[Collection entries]

====

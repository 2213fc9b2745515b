//! The conditional-object family.
//!
//! A [`Conditional`] is a predicate attached to a logic modifier. The modifier
//! forwards incoming messages to its conditionals in order; the first one that
//! recognizes a message consumes it and may ask the owner to trigger or
//! untrigger. A trigger only fires when *every* conditional on the modifier
//! reports satisfied.
//!
//! Conditionals never own their modifier; they hold its key (set once at
//! attach time) and receive the owner's state by reference during dispatch.
//! Trigger/untrigger wishes travel back as [`TriggerRequest`]s in the
//! [`ConditionResponse`], which the owning modifier applies after the
//! conditional returns — the borrow-friendly rendering of "the condition calls
//! back into its owner".

mod activator;
mod facing;
mod misc;
mod volume;

pub use activator::{ActivatorActivatorConditional, ActivatorConditional, VolActivatorConditional};
pub use facing::FacingConditional;
pub use misc::{ControlKeyConditional, OrConditional, PickedConditional};
pub use volume::{ObjectInBoxConditional, VolumeSensorConditional, VolumeSensorType};

use std::io::{Read, Write};

use serde::{Deserialize, Serialize};
use smallvec::SmallVec;

use crate::core::{KeyContext, ObjectKey};
use crate::logic::{LogicCtx, LogicModBase};
use crate::messages::Message;
use crate::wire::{read_bool, read_u16, write_bool, write_u16, WireError, WireResult};

/// State common to every conditional variant.
#[derive(Clone, Debug, Default, PartialEq, Serialize, Deserialize)]
pub struct ConditionCore {
    /// Current satisfaction, before NOT inversion.
    pub satisfied: bool,

    /// Invert the reported satisfaction.
    pub negate: bool,

    /// Second activation untriggers instead of re-triggering.
    pub toggle: bool,

    /// Depends only on client-local input; marks the owning modifier exempt
    /// from server arbitration.
    pub local_element: bool,

    /// The owning modifier's key. Set once at attach; never used to manage
    /// lifetime.
    pub owner: Option<ObjectKey>,
}

impl ConditionCore {
    fn with_satisfied(satisfied: bool) -> Self {
        Self {
            satisfied,
            ..Self::default()
        }
    }

    /// Satisfaction with the NOT flag applied.
    #[must_use]
    pub fn report(&self) -> bool {
        if self.negate {
            !self.satisfied
        } else {
            self.satisfied
        }
    }

    fn write(&self, w: &mut dyn Write, keys: &mut dyn KeyContext) -> WireResult<()> {
        write_bool(w, self.satisfied)?;
        write_bool(w, self.negate)?;
        write_bool(w, self.toggle)?;
        write_bool(w, self.local_element)?;
        keys.write_key(w, self.owner)
    }

    fn read(r: &mut dyn Read, keys: &mut dyn KeyContext) -> WireResult<Self> {
        Ok(Self {
            satisfied: read_bool(r)?,
            negate: read_bool(r)?,
            toggle: read_bool(r)?,
            local_element: read_bool(r)?,
            owner: keys.read_key(r)?,
        })
    }
}

/// A wish sent back to the owning modifier.
#[derive(Clone, Copy, Debug, PartialEq, Eq)]
pub enum TriggerRequest {
    /// Request a trigger through the normal gate (condition AND, counter,
    /// timer, arbitration). `net_request` marks a request replayed from the
    /// network.
    Trigger { net_request: bool },

    /// Fire through the local gates but skip server arbitration. Used by the
    /// no-arbitration volume sensor.
    TriggerDirect,

    /// Request an untrigger (never arbitrated).
    UnTrigger,
}

/// Outcome of offering a message to a conditional.
#[derive(Clone, Debug, Default, PartialEq)]
pub struct ConditionResponse {
    /// The conditional recognized and consumed the message.
    pub handled: bool,

    /// Requests for the owner to apply, in order.
    pub requests: SmallVec<[TriggerRequest; 2]>,
}

impl ConditionResponse {
    /// The message was not for this conditional.
    #[must_use]
    pub fn unhandled() -> Self {
        Self::default()
    }

    /// Consumed, nothing to do.
    #[must_use]
    pub fn handled() -> Self {
        Self {
            handled: true,
            requests: SmallVec::new(),
        }
    }

    /// Consumed, with a single request.
    #[must_use]
    pub fn request(request: TriggerRequest) -> Self {
        let mut resp = Self::handled();
        resp.requests.push(request);
        resp
    }

    /// Append a request.
    pub fn push(&mut self, request: TriggerRequest) {
        self.requests.push(request);
    }
}

/// A predicate bound to a logic modifier.
///
/// Closed set: persistence is an exhaustive match on the class tag, not an
/// open factory.
#[derive(Clone, Debug, PartialEq, Serialize, Deserialize)]
pub enum Conditional {
    /// Fires from activator messages sent by tracked detectors.
    Activator(ActivatorConditional),
    /// Fires from notify messages sent by other activators.
    ActivatorActivator(ActivatorActivatorConditional),
    /// Activator variant that fires once per configured activator regardless
    /// of the message's source.
    VolActivator(VolActivatorConditional),
    /// Facing-angle predicate.
    Facing(FacingConditional),
    /// Occupancy predicate over a detector region.
    ObjectInBox(ObjectInBoxConditional),
    /// Occupancy counter with enter/exit trigger semantics.
    VolumeSensor(VolumeSensorConditional),
    /// Pick-state predicate.
    Picked(PickedConditional),
    /// Bound-control predicate.
    ControlKey(ControlKeyConditional),
    /// Satisfied when any child is.
    Or(OrConditional),
}

impl Conditional {
    /// Offer a message. Returns whether it was consumed and what the owner
    /// should do about it. `peers_verified` is the owner's `verify_conditions`
    /// result for this message, computed before dispatch.
    pub fn msg_receive(
        &mut self,
        msg: &Message,
        owner: &mut LogicModBase,
        ctx: &mut LogicCtx,
        peers_verified: bool,
    ) -> ConditionResponse {
        match self {
            Self::Activator(c) => c.msg_receive(msg, owner, peers_verified),
            Self::ActivatorActivator(c) => c.msg_receive(msg, owner, peers_verified),
            Self::VolActivator(c) => c.msg_receive(msg, owner, peers_verified),
            Self::Facing(_) => ConditionResponse::unhandled(),
            Self::ObjectInBox(c) => c.msg_receive(msg, owner),
            Self::VolumeSensor(c) => c.msg_receive(msg, owner, ctx),
            Self::Picked(c) => c.msg_receive(msg, owner),
            Self::ControlKey(c) => c.msg_receive(msg, owner),
            Self::Or(c) => c.msg_receive(msg, owner, ctx, peers_verified),
        }
    }

    /// Non-committing "would this pass right now" check, used both inside
    /// trigger evaluation and by the cursor-probe path.
    pub fn verify(&mut self, msg: &Message, owner: &mut LogicModBase, ctx: &mut LogicCtx) -> bool {
        match self {
            Self::Facing(c) => c.verify(msg, owner, ctx),
            Self::ObjectInBox(c) => c.verify(msg, ctx),
            Self::Or(c) => c.verify(msg, owner, ctx),
            // The remaining variants accept anything at verify time; their
            // state lives in `satisfied`.
            _ => true,
        }
    }

    /// Current satisfaction, NOT flag applied.
    ///
    /// Takes `&mut self` because the volume sensor's satisfaction check
    /// advances its latch state.
    pub fn satisfied(&mut self) -> bool {
        match self {
            Self::Activator(c) => c.core.report(),
            Self::ActivatorActivator(c) => c.core.report(),
            Self::VolActivator(c) => c.core.report(),
            Self::Facing(c) => c.core.report(),
            Self::ObjectInBox(c) => c.core.report(),
            Self::VolumeSensor(c) => c.satisfied(),
            Self::Picked(c) => c.core.report(),
            Self::ControlKey(c) => c.core.report(),
            Self::Or(c) => c.satisfied(),
        }
    }

    /// Return satisfaction to the variant's initial value.
    pub fn reset(&mut self) {
        match self {
            Self::Activator(c) => c.core.satisfied = false,
            Self::ActivatorActivator(c) => c.core.satisfied = false,
            Self::VolActivator(c) => c.core.satisfied = false,
            // Passive predicates re-arm satisfied; their real state is
            // tracked elsewhere (geometry, occupancy).
            Self::Facing(c) => c.core.satisfied = true,
            Self::ObjectInBox(c) => c.core.satisfied = true,
            Self::VolumeSensor(_) => {}
            Self::Picked(c) => c.core.satisfied = false,
            Self::ControlKey(c) => c.core.satisfied = false,
            Self::Or(c) => c.reset(),
        }
    }

    /// Periodic evaluation hook. Reserved for timer-based variants; no
    /// current variant uses it.
    pub fn evaluate(&mut self) {}

    /// Record the owning modifier. Called once at attach; the OR combinator
    /// propagates to its children.
    pub fn set_logic_mod(&mut self, owner: ObjectKey) {
        match self {
            Self::Or(c) => c.set_logic_mod(owner),
            other => other.core_mut().owner = Some(owner),
        }
    }

    /// Does this conditional depend on purely client-local input?
    #[must_use]
    pub fn is_local_element(&self) -> bool {
        self.core().local_element
    }

    /// Shared core, read-only.
    #[must_use]
    pub fn core(&self) -> &ConditionCore {
        match self {
            Self::Activator(c) => &c.core,
            Self::ActivatorActivator(c) => &c.core,
            Self::VolActivator(c) => &c.core,
            Self::Facing(c) => &c.core,
            Self::ObjectInBox(c) => &c.core,
            Self::VolumeSensor(c) => &c.core,
            Self::Picked(c) => &c.core,
            Self::ControlKey(c) => &c.core,
            Self::Or(c) => &c.core,
        }
    }

    /// Shared core, mutable.
    pub fn core_mut(&mut self) -> &mut ConditionCore {
        match self {
            Self::Activator(c) => &mut c.core,
            Self::ActivatorActivator(c) => &mut c.core,
            Self::VolActivator(c) => &mut c.core,
            Self::Facing(c) => &mut c.core,
            Self::ObjectInBox(c) => &mut c.core,
            Self::VolumeSensor(c) => &mut c.core,
            Self::Picked(c) => &mut c.core,
            Self::ControlKey(c) => &mut c.core,
            Self::Or(c) => &mut c.core,
        }
    }

    /// Diagnostic name for probe logging.
    #[must_use]
    pub fn kind_name(&self) -> &'static str {
        match self {
            Self::Activator(_) => "activator",
            Self::ActivatorActivator(_) => "activator-activator",
            Self::VolActivator(_) => "vol-activator",
            Self::Facing(_) => "facing",
            Self::ObjectInBox(_) => "object-in-box",
            Self::VolumeSensor(_) => "volume-sensor",
            Self::Picked(_) => "picked",
            Self::ControlKey(_) => "control-key",
            Self::Or(_) => "or",
        }
    }

    /// Wire class tag.
    #[must_use]
    pub fn class_tag(&self) -> u16 {
        match self {
            Self::Activator(_) => 1,
            Self::ActivatorActivator(_) => 2,
            Self::VolActivator(_) => 3,
            Self::Facing(_) => 4,
            Self::ObjectInBox(_) => 5,
            Self::VolumeSensor(_) => 6,
            Self::Picked(_) => 7,
            Self::ControlKey(_) => 8,
            Self::Or(_) => 9,
        }
    }

    /// Polymorphic write: class tag, shared core, variant fields.
    pub fn write(&self, w: &mut dyn Write, keys: &mut dyn KeyContext) -> WireResult<()> {
        write_u16(w, self.class_tag())?;
        self.core().write(w, keys)?;
        match self {
            Self::Activator(c) => c.write_fields(w, keys),
            Self::ActivatorActivator(c) => c.write_fields(w, keys),
            Self::VolActivator(c) => c.write_fields(w, keys),
            Self::Facing(c) => c.write_fields(w),
            Self::ObjectInBox(c) => c.write_fields(w, keys),
            Self::VolumeSensor(c) => c.write_fields(w, keys),
            Self::Picked(_) => Ok(()),
            Self::ControlKey(c) => c.write_fields(w),
            Self::Or(c) => c.write_fields(w, keys),
        }
    }

    /// Polymorphic read.
    pub fn read(r: &mut dyn Read, keys: &mut dyn KeyContext) -> WireResult<Self> {
        let tag = read_u16(r)?;
        let core = ConditionCore::read(r, keys)?;
        Ok(match tag {
            1 => Self::Activator(ActivatorConditional::read_fields(core, r, keys)?),
            2 => Self::ActivatorActivator(ActivatorActivatorConditional::read_fields(core, r, keys)?),
            3 => Self::VolActivator(VolActivatorConditional::read_fields(core, r, keys)?),
            4 => Self::Facing(FacingConditional::read_fields(core, r)?),
            5 => Self::ObjectInBox(ObjectInBoxConditional::read_fields(core, r, keys)?),
            6 => Self::VolumeSensor(VolumeSensorConditional::read_fields(core, r, keys)?),
            7 => Self::Picked(PickedConditional { core }),
            8 => Self::ControlKey(ControlKeyConditional::read_fields(core, r)?),
            9 => Self::Or(OrConditional::read_fields(core, r, keys)?),
            _ => {
                return Err(WireError::BadTag {
                    kind: "conditional class",
                    tag: tag.into(),
                })
            }
        })
    }
}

====

• _Work instruction_: Using the records given above, list every line that includes the word "variants".

• _Answer section_:
            // The remaining variants accept anything at verify time; their
    /// Periodic evaluation hook. Reserved for timer-based variants; no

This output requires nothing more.